**To do**
Find every line in the records below that contains the word "crate", and copy each such line.

**Supplied material**
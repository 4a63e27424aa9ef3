//! Checkpoint cadence
//!
//! A checkpoint becomes pending each time cumulative destructions cross a
//! multiple of the interval. It is shown only once the screen has settled and
//! a fixed delay has run out.

use crate::consts::{CHECKPOINT_INTERVAL, CHECKPOINT_SETTLE_FRAMES};

#[derive(Debug, Clone)]
pub struct CheckpointTracker {
    interval: u32,
    settle_frames: u32,
    /// Index of the last threshold that latched (destroyed / interval)
    last_triggered: u32,
    waiting: bool,
    delay: u32,
}

impl Default for CheckpointTracker {
    fn default() -> Self {
        Self::new(CHECKPOINT_INTERVAL, CHECKPOINT_SETTLE_FRAMES)
    }
}

impl CheckpointTracker {
    pub fn new(interval: u32, settle_frames: u32) -> Self {
        Self {
            interval: interval.max(1),
            settle_frames,
            last_triggered: 0,
            waiting: false,
            delay: 0,
        }
    }

    pub fn is_waiting(&self) -> bool {
        self.waiting
    }

    /// Latch a pending checkpoint when a new threshold is crossed.
    ///
    /// Suppressed on the frame a group completes. Returns whether it latched.
    pub fn observe(&mut self, destroyed: u32, just_completed_group: bool) -> bool {
        if self.waiting || just_completed_group || destroyed == 0 {
            return false;
        }
        let threshold = destroyed / self.interval;
        if destroyed % self.interval == 0 && threshold > self.last_triggered {
            self.last_triggered = threshold;
            self.waiting = true;
            self.delay = self.settle_frames;
            log::debug!("Checkpoint pending at {} destroyed", destroyed);
            return true;
        }
        false
    }

    /// Count down a pending checkpoint; true on the frame it should show
    pub fn poll(&mut self, effects_settled: bool) -> bool {
        if !self.waiting {
            return false;
        }
        if self.delay == 0 && effects_settled {
            self.waiting = false;
            return true;
        }
        self.delay = self.delay.saturating_sub(1);
        false
    }

    /// Align with the run total after a group transition
    pub fn rebase(&mut self, destroyed: u32) {
        self.last_triggered = destroyed / self.interval;
    }

    /// Forget any pending checkpoint
    pub fn clear_pending(&mut self) {
        self.waiting = false;
        self.delay = 0;
    }
}
//! Swirl around the screen center and the convergence effect
//!
//! The current target value sits at the middle of an orbiting swirl. A hit
//! pulls the swirl toward the destroyed object and lets it spring back.

use glam::Vec2;
use rand::Rng;
use rand_pcg::Pcg32;

use super::mode::GameMode;
use crate::renderer::vertex::colors;
use crate::renderer::{Surface, TextRenderer};
use crate::{Rgb, polar_to_cartesian};

/// Frames a convergence takes from trigger to release
pub const CONVERGENCE_FRAMES: u32 = 30;
const SWIRL_ALPHA: u8 = 180;
const ORBIT_WOBBLE: f32 = 10.0;
/// Share of the swirl that orbits permanently; the rest arrives with a burst
const AMBIENT_SHARE: f32 = 2.0 / 3.0;

#[derive(Debug, Clone, PartialEq)]
struct SwirlParticle {
    angle: f32,
    orbit: f32,
    angular_speed: f32,
    phase: f32,
    size: f32,
    pos: Vec2,
    /// Burst particles leave when their convergence ends
    transient: bool,
}

#[derive(Debug, Clone, Copy, PartialEq)]
struct Convergence {
    target: Vec2,
    timer: u32,
}

/// Center swirl and convergence state
#[derive(Debug, Clone)]
pub struct CenterPieceManager {
    center: Vec2,
    max_swirl: usize,
    swirl: Vec<SwirlParticle>,
    convergence: Option<Convergence>,
    tint: Rgb,
    frame: u64,
    rng: Pcg32,
}

impl CenterPieceManager {
    pub fn new(screen: Vec2, max_swirl: usize, rng: Pcg32) -> Self {
        let mut manager = Self {
            center: screen * 0.5,
            max_swirl,
            swirl: Vec::with_capacity(max_swirl),
            convergence: None,
            tint: colors::SWIRL,
            frame: 0,
            rng,
        };
        manager.reset();
        manager
    }

    pub fn center(&self) -> Vec2 {
        self.center
    }

    pub fn swirl_count(&self) -> usize {
        self.swirl.len()
    }

    pub fn is_converging(&self) -> bool {
        self.convergence.is_some()
    }

    /// Point the swirl is converging on, if any
    pub fn convergence_target(&self) -> Option<Vec2> {
        self.convergence.map(|c| c.target)
    }

    /// Pull the swirl toward `target`; a new trigger restarts toward the new point
    pub fn trigger_convergence(&mut self, target: Vec2) {
        self.convergence = Some(Convergence {
            target,
            timer: CONVERGENCE_FRAMES,
        });
        while self.swirl.len() < self.max_swirl {
            let particle = self.spawn_particle(true);
            self.swirl.push(particle);
        }
    }

    pub fn update_and_draw(
        &mut self,
        surface: &mut dyn Surface,
        text: &mut dyn TextRenderer,
        target: Option<&str>,
        mode: GameMode,
        offset: Vec2,
    ) {
        self.update();

        for p in &self.swirl {
            surface.circle(p.pos + offset, p.size, self.tint, SWIRL_ALPHA);
        }

        if let Some(value) = target {
            let glyph = text.glyph(mode, mode.display_value(value), colors::TARGET);
            let rect = glyph.bounding_rect(self.center + offset);
            surface.glyph(&glyph, rect, 255);
        }
    }

    /// Advance the swirl one frame
    pub fn update(&mut self) {
        self.frame += 1;
        let pull = match self.convergence {
            Some(c) => {
                let progress = 1.0 - c.timer as f32 / CONVERGENCE_FRAMES as f32;
                Some((c.target, (std::f32::consts::PI * progress).sin()))
            }
            None => None,
        };
        self.tint = pull.map_or(colors::SWIRL, |(_, weight)| convergence_tint(weight));

        let wobble_t = self.frame as f32 * 0.05;
        for p in &mut self.swirl {
            p.angle += p.angular_speed;
            let orbit = p.orbit + (wobble_t + p.phase).sin() * ORBIT_WOBBLE;
            let ambient = self.center + polar_to_cartesian(orbit, p.angle);
            p.pos = match pull {
                Some((target, weight)) => ambient.lerp(target, weight),
                None => ambient,
            };
        }

        if let Some(c) = &mut self.convergence {
            c.timer = c.timer.saturating_sub(1);
            if c.timer == 0 {
                self.convergence = None;
                self.swirl.retain(|p| !p.transient);
            }
        }
    }

    /// Drop convergence and rebuild the ambient swirl
    pub fn reset(&mut self) {
        self.convergence = None;
        self.tint = colors::SWIRL;
        self.swirl.clear();
        let ambient = ((self.max_swirl as f32 * AMBIENT_SHARE).round() as usize).min(self.max_swirl);
        for _ in 0..ambient {
            let particle = self.spawn_particle(false);
            self.swirl.push(particle);
        }
    }

    fn spawn_particle(&mut self, transient: bool) -> SwirlParticle {
        let angle = self.rng.random_range(0.0..std::f32::consts::TAU);
        let orbit = self.rng.random_range(60.0..140.0);
        let direction = if self.rng.random_bool(0.5) { 1.0 } else { -1.0 };
        SwirlParticle {
            angle,
            orbit,
            angular_speed: direction * self.rng.random_range(0.02..0.06),
            phase: self.rng.random_range(0.0..std::f32::consts::TAU),
            size: self.rng.random_range(2.0..5.0),
            pos: if transient {
                self.center
            } else {
                self.center + polar_to_cartesian(orbit, angle)
            },
            transient,
        }
    }
}

/// Swirl tint for a given progress through a convergence
pub fn convergence_tint(progress: f32) -> Rgb {
    colors::SWIRL.lerp(Rgb::new(255, 255, 255), progress)
}
#[cfg(test)]
mod tests {
    use super::*;
    use crate::renderer::VertexBatch;
    use crate::sim::services::ScriptedScreens;

    const SCREEN: Vec2 = Vec2::new(1600.0, 1000.0);
    const RED: usize = 1;

    fn runner(shapes_completed: bool, checkpoints: u32) -> ColorsLevelRunner {
        let services = Services::headless(24.0, Box::new(ScriptedScreens::new(checkpoints, false)));
        ColorsLevelRunner::new(&Settings::default(), SCREEN, services, 9, shapes_completed).unwrap()
    }

    fn tap(pos: Vec2) -> [InputEvent; 2] {
        [
            InputEvent::MouseDown { pos, time_ms: 0 },
            InputEvent::MouseUp { pos, time_ms: 10 },
        ]
    }

    /// Drive the intro until dots are in play
    fn start(level: &mut ColorsLevelRunner, surface: &mut VertexBatch) {
        for _ in 0..VIBRATION_FRAMES {
            level.frame(&[], surface).unwrap();
        }
        assert_eq!(level.colors_phase(), ColorsPhase::AwaitingDispersal);
        level.frame(&tap(SCREEN / 2.0), surface).unwrap();
        let mut frames = 1;
        while matches!(level.colors_phase(), ColorsPhase::Dispersing(_)) {
            level.frame(&[], surface).unwrap();
            frames += 1;
        }
        assert_eq!(frames, DISPERSE_FRAMES);
        assert_eq!(level.colors_phase(), ColorsPhase::Playing);
    }

    /// Mother red with 12 red dots spread in a grid among 100
    fn red_field(level: &mut ColorsLevelRunner) {
        level.mother = RED;
        level.used_colors = vec![RED];
        level.current_color_destroyed = 0;
        level.phase = ColorsPhase::Playing;
        level.dots = (0..DOT_COUNT)
            .map(|i| {
                let pos = Vec2::new(60.0 + (i % 10) as f32 * 140.0, 60.0 + (i / 10) as f32 * 98.0);
                let color = if i < 12 { RED } else { [0, 2, 3, 4][i % 4] };
                Dot::new(pos, Vec2::ZERO, color)
            })
            .collect();
        level.retarget();
    }

    #[test]
    fn test_intro_ignores_taps_until_waiting() {
        let mut level = runner(false, u32::MAX);
        let mut surface = VertexBatch::new(SCREEN);
        level.frame(&tap(Vec2::new(10.0, 10.0)), &mut surface).unwrap();
        assert!(matches!(level.colors_phase(), ColorsPhase::Vibrating(_)));
        assert_eq!(level.phase(), LevelPhase::AwaitingFirstInput);
        assert!(level.dots().is_empty());
        assert_eq!(level.context().shatter.crack_count(), 0);
    }

    #[test]
    fn test_dispersal_population() {
        let mut level = runner(false, u32::MAX);
        let mut surface = VertexBatch::new(SCREEN);
        start(&mut level, &mut surface);

        assert_eq!(level.dots().len(), DOT_COUNT);
        let mother = level.mother;
        let mother_dots = level.dots().iter().filter(|d| d.color == mother).count();
        assert_eq!(mother_dots, MOTHER_DOTS);
        assert_eq!(level.targets_left(), MOTHER_DOTS);
        for color in (0..PALETTE.len()).filter(|&c| c != mother) {
            let count = level.dots().iter().filter(|d| d.color == color).count();
            assert!(count == 18 || count == 19, "{count}");
        }
        assert!(level.dots().iter().all(|d| d.target == (d.color == mother)));
    }

    #[test]
    fn test_red_switches_after_five() {
        let mut level = runner(false, u32::MAX);
        red_field(&mut level);
        assert_eq!(level.targets_left(), 12);

        let reds: Vec<Vec2> = level.dots().iter().filter(|d| d.color == RED).map(|d| d.pos).take(5).collect();
        for (n, pos) in reds.into_iter().enumerate() {
            level.handle_tap(pos);
            if n < 4 {
                assert_eq!(level.current_color_destroyed(), n as u32 + 1);
            }
        }

        assert_eq!(level.score(), 50);
        assert_ne!(level.mother_color().name, "Red");
        assert_eq!(level.used_colors().len(), 2);
        assert_eq!(level.used_colors()[0], RED);
        assert_eq!(level.current_color_destroyed(), 0);

        let mother = level.mother;
        for dot in level.dots().iter().filter(|d| d.alive) {
            assert_eq!(dot.target, dot.color == mother);
        }
        assert!(level.ghost().is_some());
    }

    #[test]
    fn test_rotation_resets_when_exhausted() {
        let mut level = runner(false, u32::MAX);
        level.mother = 0;
        level.used_colors = (0..PALETTE.len()).collect();
        let next = level.next_color();
        assert_ne!(next, 0);
        assert_eq!(level.used_colors(), &[0, next]);
    }

    #[test]
    fn test_distractor_tap_does_nothing() {
        let mut level = runner(false, u32::MAX);
        red_field(&mut level);
        let pos = level.dots()[20].pos;
        level.handle_tap(pos);
        assert_eq!(level.score(), 0);
        assert_eq!(level.context().shatter.crack_count(), 0);
        assert!(level.dots()[20].alive);
    }

    #[test]
    fn test_empty_tap_cracks() {
        let mut level = runner(false, u32::MAX);
        red_field(&mut level);
        level.handle_tap(Vec2::new(1590.0, 990.0));
        assert_eq!(level.context().shatter.crack_count(), 1);
    }

    #[test]
    fn test_collisions_arm_after_delay() {
        let mut level = runner(false, u32::MAX);
        let mut surface = VertexBatch::new(SCREEN);
        start(&mut level, &mut surface);
        assert_eq!(level.collision_status(), CollisionStatus::Arming(COLORS_COLLISION_DELAY));
        for _ in 0..COLORS_COLLISION_DELAY {
            level.frame(&[], &mut surface).unwrap();
        }
        assert_eq!(level.collision_status(), CollisionStatus::Armed);
    }

    #[test]
    fn test_regenerates_when_targets_run_out() {
        let mut level = runner(false, u32::MAX);
        let mut surface = VertexBatch::new(SCREEN);
        red_field(&mut level);
        for dot in level.dots.iter_mut().filter(|d| d.color == RED) {
            dot.alive = false;
        }
        level.retarget();
        level.collisions_armed = true;
        assert_eq!(level.targets_left(), 0);

        level.frame(&[], &mut surface).unwrap();
        assert!(level.dots().iter().all(|d| d.alive));
        assert_eq!(level.dots().len(), DOT_COUNT);
        assert!(level.targets_left() >= MIN_TARGETS);
        assert!(matches!(level.collision_status(), CollisionStatus::Arming(_)));
        assert_ne!(level.mother, RED);
    }

    #[test]
    fn test_ghost_fades_over_last_frames() {
        let mut ghost = GhostNotification::new(0);
        for _ in 0..50 {
            ghost.tick();
        }
        assert_eq!(ghost.alpha, 255);
        ghost.tick();
        assert_eq!(ghost.alpha, 250);
        for _ in 0..49 {
            ghost.tick();
        }
        assert!(!ghost.is_active());
    }

    #[test]
    fn test_checkpoint_restarts_when_shapes_done() {
        let mut level = runner(true, u32::MAX);
        let mut surface = VertexBatch::new(SCREEN);
        red_field(&mut level);
        level.total_destroyed = 10;
        let mut status = LevelStatus::Running;
        for _ in 0..200 {
            status = level.frame(&[], &mut surface).unwrap();
            if status != LevelStatus::Running {
                break;
            }
        }
        assert_eq!(status, LevelStatus::Complete(Completion::RestartLevel));
    }

    #[test]
    fn test_checkpoint_declined_returns_to_menu() {
        let mut level = runner(false, 0);
        let mut surface = VertexBatch::new(SCREEN);
        red_field(&mut level);
        level.total_destroyed = 10;
        let mut status = LevelStatus::Running;
        for _ in 0..200 {
            status = level.frame(&[], &mut surface).unwrap();
            if status != LevelStatus::Running {
                break;
            }
        }
        assert_eq!(status, LevelStatus::Complete(Completion::ReturnToMenu));
    }

    #[test]
    fn test_quit_during_intro() {
        let mut level = runner(false, u32::MAX);
        let mut surface = VertexBatch::new(SCREEN);
        let status = level.frame(&[InputEvent::Quit], &mut surface).unwrap();
        assert_eq!(status, LevelStatus::Complete(Completion::Quit));
    }
}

**Answer to this exercise**
use crate::consts::{CHECKPOINT_INTERVAL, CHECKPOINT_SETTLE_FRAMES};
use crate::renderer::vertex::colors;
use crate::renderer::{Surface, TextRenderer};
use crate::{Rgb, polar_to_cartesian};
    use crate::renderer::VertexBatch;
    use crate::sim::services::ScriptedScreens;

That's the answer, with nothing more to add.